How does this sound? Any other ideas? As I said, I'm a noob, so any guidance you can offer is heartily appreciated!

One way to do it is to index a "path" field with the full path, and then do wildcard matching on it.

Back to the index per user decision, how many users are there going to be? Note that each an index comes with an overhead (even with a single shard with 1 replica) since each shard is a lucene index.

-shay.banon
On Sunday, December 12, 2010 at 12:02 AM, timscott wrote:

Noob here, just getting started with elasticsearch and search in general.

In the system I am building, users can organize documents for browsing
within a folder tree. This will be maintained in a relational database,
using a structure something like this:

  • User
  • Document
  • Folder
  • Parent Folder (recursive)

In elsaticsearch, each user will have their own index. There will be no
searches that span users. As of now there will only be one document type,
call it "record." The elasticsearch id for the document will be kept in the
Document row. So from a Document row we can resolve the elasticsearch URI
like so:

[host]/[User.Username]/record/[Document.SearchId]

This is all working fine. Users can browse for documents within the folder
structure and they can search globally across their index. However, I want
to be able to constrain searches to a folder node. So lets say I have the
folder structure:

  • Financial
  • Tax
  • 2010
  • 2009
  • 2008
  • Legal

I want to be able constrain searches to, for example, Financial or Tax or
2009. One idea is to add a field to each elasticsearch document,
FolderPath. For example, a document might have the FolderPath:

Financial\Tax\2009

For a query on Tax, for example, I would have a condition that FolderPath
must start with "Financial/Tax". (Not quite sure yet how to do a strict
starts-with condition for a field, but I'm sure it must be possible.)

How does this sound? Any other ideas? As I said, I'm a noob, so any
guidance you can offer is heartily appreciated!

View this message in context: http://elasticsearch-users.115913.n3.nabble.com/Strategy-For-Limiting-Search-To-Folder-Path-tp2070674p2070674.html
Sent from the Elasticsearch Users mailing list archive at Nabble.com.

Thanks for the fast reply. My comment about querying on "starts-with" I think it's the same as wildcard matching.

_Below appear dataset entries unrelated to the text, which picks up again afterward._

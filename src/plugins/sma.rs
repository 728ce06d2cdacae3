//! SMA (Shelly Manager Archive) plugin.
//!
//! A gzip-compressed, version-tagged JSON document with an integrity
//! block. The canonical serialization is serde_json pretty printing
//! (2-space indent, struct declaration order); the checksum is SHA-256
//! over that canonical form with the checksum field cleared, and it is a
//! hard gate on import.

use std::io::{Read, Write};
use std::path::Path;

use async_trait::async_trait;
use chrono::Utc;
use flate2::read::GzDecoder;
use flate2::write::GzEncoder;
use flate2::Compression;
use serde::{Deserialize, Serialize};
use serde_json::Value;
use sha2::{Digest, Sha256};

use crate::error::{Error, Result};
use crate::model::{ConfigTemplate, Device, DiscoveredDevice};
use crate::store::SharedStore;

use super::{
    Capabilities, ConfigProperty, ConfigSchema, ExportResult, ImportOptions, ImportResult,
    ImportSource, Plugin, PluginHealth, PluginInfo, PreviewFile, PreviewResult, SyncData,
    SyncPlugin,
};

pub const SMA_VERSION: &str = "1.0";
pub const FORMAT_VERSION: &str = "2024.1";

const GZIP_MAGIC: [u8; 2] = [0x1f, 0x8b];

// ── Archive document ────────────────────────────────────

#[derive(Debug, Clone, Serialize, Deserialize)]
pub struct SmaArchive {
    pub sma_version: String,
    pub format_version: String,
    pub metadata: SmaMetadata,
    pub devices: Vec<Device>,
    pub templates: Vec<ConfigTemplate>,
    pub discovered_devices: Vec<DiscoveredDevice>,
    pub network_settings: Value,
    pub plugin_configurations: Value,
    pub system_settings: Value,
}

#[derive(Debug, Clone, Serialize, Deserialize)]
pub struct SmaMetadata {
    pub export_id: String,
    pub created_at: String,
    pub export_type: String,
    pub system_info: SystemInfo,
    pub integrity: Integrity,
}

#[derive(Debug, Clone, Serialize, Deserialize)]
pub struct SystemInfo {
    pub version: String,
    pub database_type: String,
    pub hostname: String,
    pub total_size_bytes: u64,
    pub compression_ratio: f64,
}

#[derive(Debug, Clone, Serialize, Deserialize)]
pub struct Integrity {
    /// `sha256:<hex>` over the canonical form with this field empty.
    pub checksum: String,
    pub record_count: u64,
    pub file_count: u64,
}

/// Canonical serialization: 2-space pretty JSON in struct order.
pub fn canonical_json(archive: &SmaArchive) -> Result<String> {
    Ok(serde_json::to_string_pretty(archive)?)
}

/// `sha256:<hex>` over the canonical form with the checksum cleared.
pub fn compute_checksum(archive: &SmaArchive) -> Result<String> {
    let mut cleared = archive.clone();
    cleared.metadata.integrity.checksum = String::new();
    let canon = canonical_json(&cleared)?;
    Ok(format!("sha256:{}", hex::encode(Sha256::digest(canon.as_bytes()))))
}

pub fn gzip(bytes: &[u8]) -> Result<Vec<u8>> {
    let mut encoder = GzEncoder::new(Vec::new(), Compression::default());
    encoder.write_all(bytes)?;
    Ok(encoder.finish()?)
}

pub fn gunzip_if_needed(bytes: &[u8]) -> Result<Vec<u8>> {
    if bytes.len() >= 2 && bytes[..2] == GZIP_MAGIC {
        let mut decoder = GzDecoder::new(bytes);
        let mut out = Vec::new();
        decoder.read_to_end(&mut out)?;
        Ok(out)
    } else {
        Ok(bytes.to_vec())
    }
}

/// Build a sealed archive from the fleet view.
pub fn build_archive(data: &SyncData, hostname: &str) -> Result<SmaArchive> {
    let mut archive = SmaArchive {
        sma_version: SMA_VERSION.to_string(),
        format_version: FORMAT_VERSION.to_string(),
        metadata: SmaMetadata {
            export_id: uuid::Uuid::new_v4().to_string(),
            created_at: Utc::now().to_rfc3339(),
            export_type: "full".to_string(),
            system_info: SystemInfo {
                version: env!("CARGO_PKG_VERSION").to_string(),
                database_type: "sqlite".to_string(),
                hostname: hostname.to_string(),
                total_size_bytes: 0,
                compression_ratio: 0.0,
            },
            integrity: Integrity {
                checksum: String::new(),
                record_count: data.record_count(),
                file_count: 1,
            },
        },
        devices: data.devices.clone(),
        templates: data.templates.clone(),
        discovered_devices: data.discovered_devices.clone(),
        network_settings: data.network_settings.clone(),
        plugin_configurations: data.plugin_configurations.clone(),
        system_settings: data.system_settings.clone(),
    };

    // Size and ratio are estimated from the pre-checksum form.
    let first_pass = canonical_json(&archive)?;
    archive.metadata.system_info.total_size_bytes = first_pass.len() as u64;
    let compressed = gzip(first_pass.as_bytes())?;
    archive.metadata.system_info.compression_ratio =
        (compressed.len() as f64 / first_pass.len() as f64 * 1000.0).round() / 1000.0;

    archive.metadata.integrity.checksum = compute_checksum(&archive)?;
    Ok(archive)
}

/// Parse and verify an archive. Version, record count and checksum are
/// all hard gates.
pub fn open_archive(bytes: &[u8]) -> Result<SmaArchive> {
    let raw = gunzip_if_needed(bytes)?;
    let archive: SmaArchive = serde_json::from_slice(&raw)
        .map_err(|e| Error::Validation(format!("not a valid SMA document: {}", e)))?;

    if archive.sma_version != SMA_VERSION {
        return Err(Error::UnsupportedArchiveVersion(archive.sma_version));
    }
    if archive.metadata.export_id.is_empty() {
        return Err(Error::Validation("archive metadata is empty".into()));
    }

    let declared = archive.metadata.integrity.record_count;
    let found = (archive.devices.len()
        + archive.templates.len()
        + archive.discovered_devices.len()) as u64;
    if declared != found {
        return Err(Error::RecordCountMismatch { declared, found });
    }

    let expected = archive.metadata.integrity.checksum.clone();
    let actual = compute_checksum(&archive)?;
    if expected != actual {
        return Err(Error::ChecksumMismatch { expected, actual });
    }
    Ok(archive)
}

// ── Plugin ──────────────────────────────────────────────

pub struct SmaPlugin {
    store: SharedStore,
}

impl SmaPlugin {
    pub fn new(store: SharedStore) -> Self {
        Self { store }
    }

    /// Apply archive contents: templates before devices, both upserted
    /// by their natural keys.
    fn apply(&self, archive: &SmaArchive, opts: &ImportOptions) -> Result<ImportResult> {
        let mut result = ImportResult::empty();
        super::upsert_templates(&self.store, &archive.templates, opts, &mut result)?;
        super::upsert_devices(&self.store, &archive.devices, opts, &mut result)?;
        Ok(result)
    }
}

#[async_trait]
impl Plugin for SmaPlugin {
    fn info(&self) -> PluginInfo {
        PluginInfo {
            name: "sma".into(),
            version: env!("CARGO_PKG_VERSION").into(),
            description: "Shelly Manager Archive — integrity-checked gzip JSON fleet snapshot".into(),
            category: "archive".into(),
            formats: vec!["sma".into()],
        }
    }

    fn config_schema(&self) -> ConfigSchema {
        let mut schema = ConfigSchema::default();
        schema.properties.insert(
            "output_path".into(),
            ConfigProperty {
                prop_type: "string".into(),
                required: false,
                default: None,
                enum_values: None,
                description: "Target file; defaults to the export directory".into(),
            },
        );
        schema
    }

    fn capabilities(&self) -> Capabilities {
        Capabilities { supports_incremental: false, supports_scheduling: true, ..Default::default() }
    }

    async fn health(&self) -> PluginHealth {
        match self.store.ping() {
            Ok(()) => PluginHealth::healthy(),
            Err(e) => PluginHealth::unhealthy(format!("store unavailable: {}", e)),
        }
    }
}

#[async_trait]
impl SyncPlugin for SmaPlugin {
    async fn export(&self, data: &SyncData, cfg: &Value) -> Result<ExportResult> {
        let output_path = cfg
            .get("output_path")
            .and_then(Value::as_str)
            .ok_or_else(|| Error::Validation("output_path is required".into()))?;

        let hostname = std::env::var("HOSTNAME").unwrap_or_else(|_| "shelly-manager".into());
        let archive = build_archive(data, &hostname)?;
        let canonical = canonical_json(&archive)?;
        let compressed = gzip(canonical.as_bytes())?;

        let path = Path::new(output_path);
        if let Some(parent) = path.parent() {
            std::fs::create_dir_all(parent)?;
        }
        std::fs::write(path, &compressed)?;
        tracing::info!(
            path = %path.display(),
            records = archive.metadata.integrity.record_count,
            bytes = compressed.len(),
            "wrote SMA archive"
        );

        Ok(ExportResult {
            plugin: "sma".into(),
            format: "sma".into(),
            record_count: archive.metadata.integrity.record_count,
            file_size: compressed.len() as u64,
            checksum: Some(archive.metadata.integrity.checksum.clone()),
            output_path: path.display().to_string(),
            warnings: Vec::new(),
        })
    }

    async fn preview(&self, data: &SyncData, cfg: &Value) -> Result<PreviewResult> {
        let hostname = std::env::var("HOSTNAME").unwrap_or_else(|_| "shelly-manager".into());
        let archive = build_archive(data, &hostname)?;
        let canonical = canonical_json(&archive)?;
        let compressed = gzip(canonical.as_bytes())?;
        let path = cfg
            .get("output_path")
            .and_then(Value::as_str)
            .unwrap_or("fleet.sma")
            .to_string();
        Ok(PreviewResult {
            files: vec![PreviewFile { path, size_bytes: compressed.len() as u64 }],
            record_count: archive.metadata.integrity.record_count,
            summary: format!(
                "{} devices, {} templates, {} discovered",
                archive.devices.len(),
                archive.templates.len(),
                archive.discovered_devices.len()
            ),
        })
    }

    async fn import(
        &self,
        source: &ImportSource,
        _cfg: &Value,
        opts: &ImportOptions,
    ) -> Result<ImportResult> {
        let bytes = source.bytes()?;
        let archive = open_archive(&bytes)?;

        if opts.validate_only {
            let mut result = ImportResult::empty();
            result.warnings.push(format!(
                "archive valid: {} records, checksum {}",
                archive.metadata.integrity.record_count, archive.metadata.integrity.checksum
            ));
            return Ok(result);
        }

        self.apply(&archive, opts)
    }
}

Regarding indexes, the system could grow to lots of users if successful (say, thousands to tens of thousands or more). Each user would have a relatively small number of documents (5k - 10k maybe). By "user" I mean "tenant." If not with separate indexes, what is the recommended way to handle multi-tenancy when there will be a large number of micro-tenants?

In this case, a single index with a "userid" in the doc, and have queries filtered by the userid is better. Also, make sure you use the userid as the routing value, and when searching, use the userid as the routing value, this will speed things up. (Routing allows the client to control where a doc will be placed, which shard, and then, when you search using that routing value, the search will only happen on that shard).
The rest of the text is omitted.